Problem details: Each line of the material must reappear unchanged in the answer.
━━━━━ Records ━━━━━
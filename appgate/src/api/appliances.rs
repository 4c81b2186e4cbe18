//! Appliances, their seed export and deactivation

use serde::{Deserialize, Serialize};
use serde_json::{Map, Value};
use tfplug::Context;

use super::client::Client;
use super::collection::Collection;
use super::common::AppgateApiResource;
use super::error::ApiError;
use super::shape::{FieldGate, WireShape};
use super::version::ApiRevision::{V17, V18, V19};

#[derive(Debug, Clone, Default, Serialize, Deserialize)]
#[serde(rename_all = "camelCase")]
pub struct Appliance {
    #[serde(default)]
    pub id: String,
    pub name: String,
    #[serde(default, skip_serializing_if = "Option::is_none")]
    pub notes: Option<String>,
    #[serde(default)]
    pub tags: Vec<String>,
    #[serde(default)]
    pub hostname: String,
    #[serde(default, skip_serializing_if = "Option::is_none")]
    pub site: Option<String>,
    #[serde(default, skip_serializing)]
    pub site_name: Option<String>,
    #[serde(default, skip_serializing_if = "Option::is_none")]
    pub customization: Option<String>,
    #[serde(default, skip_serializing_if = "Option::is_none")]
    pub connect_to_peers_using_client_port_with_spa: Option<bool>,
    #[serde(default, skip_serializing_if = "Vec::is_empty")]
    pub hostname_aliases: Vec<String>,
    #[serde(default, skip_serializing)]
    pub activated: bool,
    /// Nested configuration blocks (clientInterface, networking, portal, ...)
    /// and peer-managed fields, kept as received
    #[serde(flatten)]
    pub extra: Map<String, Value>,
}

impl AppgateApiResource for Appliance {
    fn api_path() -> &'static str {
        "/appliances"
    }

    fn id(&self) -> &str {
        &self.id
    }

    fn set_id(&mut self, id: String) {
        self.id = id;
    }

    fn name(&self) -> &str {
        &self.name
    }
}

pub static APPLIANCE_SHAPE: WireShape = WireShape {
    gates: &[
        FieldGate::since("hostnameAliases", "hostname_aliases", V17),
        FieldGate::since(
            "clientInterface.overrideSpaMode",
            "client_interface.override_spa_mode",
            V17,
        ),
        FieldGate::since("prometheusExporter.useHttps", "prometheus_exporter.use_https", V18),
        FieldGate::since("prometheusExporter.httpsP12", "prometheus_exporter.https_p12", V18),
        FieldGate::since("prometheusExporter.basicAuth", "prometheus_exporter.basic_auth", V18),
        FieldGate::since(
            "prometheusExporter.allowedUsers",
            "prometheus_exporter.allowed_users",
            V18,
        ),
        FieldGate::since(
            "prometheusExporter.labelsDisabled",
            "prometheus_exporter.labels_disabled",
            V18,
        ),
        FieldGate::since("logForwarder.azureMonitors", "log_forwarder.azure_monitors", V18),
        FieldGate::since(
            "logForwarder.falconLogScales",
            "log_forwarder.falcon_log_scales",
            V18,
        ),
        FieldGate::since("logForwarder.datadogs", "log_forwarder.datadogs", V19),
        FieldGate::since("logForwarder.coralogixs", "log_forwarder.coralogixs", V19),
        FieldGate::since("metricsAggregator", "metrics_aggregator", V18),
        FieldGate::since("portal.externalProfiles", "portal.external_profiles", V18),
        FieldGate::since(
            "portal.signInCustomization.autoRedirect",
            "portal.sign_in_customization.auto_redirect",
            V18,
        ),
    ],
};

/// Body of `POST /appliances/{id}/export`
#[derive(Debug, Clone, Default, Serialize)]
#[serde(rename_all = "camelCase")]
pub struct SeedRequest {
    #[serde(rename = "provideCloudSSHKey")]
    pub provide_cloud_ssh_key: bool,
    #[serde(rename = "sshPassword", skip_serializing_if = "Option::is_none")]
    pub ssh_password: Option<String>,
    pub allow_customization: bool,
    #[serde(skip_serializing_if = "Option::is_none")]
    pub validity_days: Option<i64>,
}

/// Appliance operations beyond plain CRUD
pub struct AppliancesApi<'a> {
    client: &'a Client,
}

impl<'a> AppliancesApi<'a> {
    pub fn new(client: &'a Client) -> Self {
        Self { client }
    }

    pub fn collection(&self) -> Collection<'a, Appliance> {
        Collection::new(self.client, &APPLIANCE_SHAPE)
    }

    /// Seed JSON for an inactive appliance
    pub async fn export_seed(
        &self,
        ctx: &Context,
        id: &str,
        request: &SeedRequest,
    ) -> Result<Value, ApiError> {
        tracing::debug!("Exporting seed for appliance {}", id);
        let path = format!("{}/export", Appliance::resource_path(id));
        self.client.post(ctx, &path, request).await
    }

    /// Deactivates an appliance and wipes its configuration. An appliance
    /// that is not activated counts as success.
    pub async fn deactivate(&self, ctx: &Context, id: &str) -> Result<(), ApiError> {
        let path = format!("{}/deactivate?wipe=true", Appliance::resource_path(id));
        match self.client.post_empty(ctx, &path).await {
            Ok(()) => Ok(()),
            Err(e) if is_not_activated(&e) => {
                tracing::warn!("Appliance {} was not activated, nothing to deactivate", id);
                Ok(())
            }
            Err(e) => Err(e),
        }
    }
}

fn is_not_activated(error: &ApiError) -> bool {
    let message = match error {
        ApiError::Validation { envelope, .. } => envelope.to_string(),
        ApiError::Conflict(envelope) => envelope.to_string(),
        ApiError::Api { message, .. } => message.clone(),
        _ => return false,
    };
    message.to_lowercase().contains("not activated")
}

impl Client {
    pub fn appliances(&self) -> AppliancesApi<'_> {
        AppliancesApi::new(self)
    }
}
━━━━━
Completed exercise:
filename appgate/src/api/appliances.rs
repository 4c81b2186e4cbe18
//! Appliances, their seed export and deactivation

use serde::{Deserialize, Serialize};
use serde_json::{Map, Value};
use tfplug::Context;

use super::client::Client;
use super::collection::Collection;
use super::common::AppgateApiResource;
use super::error::ApiError;
use super::shape::{FieldGate, WireShape};
use super::version::ApiRevision::{V17, V18, V19};

#[derive(Debug, Clone, Default, Serialize, Deserialize)]
#[serde(rename_all = "camelCase")]
pub struct Appliance {
    #[serde(default)]
    pub id: String,
    pub name: String,
    #[serde(default, skip_serializing_if = "Option::is_none")]
    pub notes: Option<String>,
    #[serde(default)]
    pub tags: Vec<String>,
    #[serde(default)]
    pub hostname: String,
    #[serde(default, skip_serializing_if = "Option::is_none")]
    pub site: Option<String>,
    #[serde(default, skip_serializing)]
    pub site_name: Option<String>,
    #[serde(default, skip_serializing_if = "Option::is_none")]
    pub customization: Option<String>,
    #[serde(default, skip_serializing_if = "Option::is_none")]
    pub connect_to_peers_using_client_port_with_spa: Option<bool>,
    #[serde(default, skip_serializing_if = "Vec::is_empty")]
    pub hostname_aliases: Vec<String>,
    #[serde(default, skip_serializing)]
    pub activated: bool,
    /// Nested configuration blocks (clientInterface, networking, portal, ...)
    /// and peer-managed fields, kept as received
    #[serde(flatten)]
    pub extra: Map<String, Value>,
}

impl AppgateApiResource for Appliance {
    fn api_path() -> &'static str {
        "/appliances"
    }

    fn id(&self) -> &str {
        &self.id
    }

    fn set_id(&mut self, id: String) {
        self.id = id;
    }

    fn name(&self) -> &str {
        &self.name
    }
}

pub static APPLIANCE_SHAPE: WireShape = WireShape {
    gates: &[
        FieldGate::since("hostnameAliases", "hostname_aliases", V17),
        FieldGate::since(
            "clientInterface.overrideSpaMode",
            "client_interface.override_spa_mode",
            V17,
        ),
        FieldGate::since("prometheusExporter.useHttps", "prometheus_exporter.use_https", V18),
        FieldGate::since("prometheusExporter.httpsP12", "prometheus_exporter.https_p12", V18),
        FieldGate::since("prometheusExporter.basicAuth", "prometheus_exporter.basic_auth", V18),
        FieldGate::since(
            "prometheusExporter.allowedUsers",
            "prometheus_exporter.allowed_users",
            V18,
        ),
        FieldGate::since(
            "prometheusExporter.labelsDisabled",
            "prometheus_exporter.labels_disabled",
            V18,
        ),
        FieldGate::since("logForwarder.azureMonitors", "log_forwarder.azure_monitors", V18),
        FieldGate::since(
            "logForwarder.falconLogScales",
            "log_forwarder.falcon_log_scales",
            V18,
        ),
        FieldGate::since("logForwarder.datadogs", "log_forwarder.datadogs", V19),
        FieldGate::since("logForwarder.coralogixs", "log_forwarder.coralogixs", V19),
        FieldGate::since("metricsAggregator", "metrics_aggregator", V18),
        FieldGate::since("portal.externalProfiles", "portal.external_profiles", V18),
        FieldGate::since(
            "portal.signInCustomization.autoRedirect",
            "portal.sign_in_customization.auto_redirect",
            V18,
        ),
    ],
};

/// Body of `POST /appliances/{id}/export`
#[derive(Debug, Clone, Default, Serialize)]
#[serde(rename_all = "camelCase")]
pub struct SeedRequest {
    #[serde(rename = "provideCloudSSHKey")]
    pub provide_cloud_ssh_key: bool,
    #[serde(rename = "sshPassword", skip_serializing_if = "Option::is_none")]
    pub ssh_password: Option<String>,
    pub allow_customization: bool,
    #[serde(skip_serializing_if = "Option::is_none")]
    pub validity_days: Option<i64>,
}

/// Appliance operations beyond plain CRUD
pub struct AppliancesApi<'a> {
    client: &'a Client,
}

impl<'a> AppliancesApi<'a> {
    pub fn new(client: &'a Client) -> Self {
        Self { client }
    }

    pub fn collection(&self) -> Collection<'a, Appliance> {
        Collection::new(self.client, &APPLIANCE_SHAPE)
    }

    /// Seed JSON for an inactive appliance
    pub async fn export_seed(
        &self,
        ctx: &Context,
        id: &str,
        request: &SeedRequest,
    ) -> Result<Value, ApiError> {
        tracing::debug!("Exporting seed for appliance {}", id);
        let path = format!("{}/export", Appliance::resource_path(id));
        self.client.post(ctx, &path, request).await
    }

    /// Deactivates an appliance and wipes its configuration. An appliance
    /// that is not activated counts as success.
    pub async fn deactivate(&self, ctx: &Context, id: &str) -> Result<(), ApiError> {
        let path = format!("{}/deactivate?wipe=true", Appliance::resource_path(id));
        match self.client.post_empty(ctx, &path).await {
            Ok(()) => Ok(()),
            Err(e) if is_not_activated(&e) => {
                tracing::warn!("Appliance {} was not activated, nothing to deactivate", id);
                Ok(())
            }
            Err(e) => Err(e),
        }
    }
}

fn is_not_activated(error: &ApiError) -> bool {
    let message = match error {
        ApiError::Validation { envelope, .. } => envelope.to_string(),
        ApiError::Conflict(envelope) => envelope.to_string(),
        ApiError::Api { message, .. } => message.clone(),
        _ => return false,
    };
    message.to_lowercase().contains("not activated")
}

impl Client {
    pub fn appliances(&self) -> AppliancesApi<'_> {
        AppliancesApi::new(self)
    }
}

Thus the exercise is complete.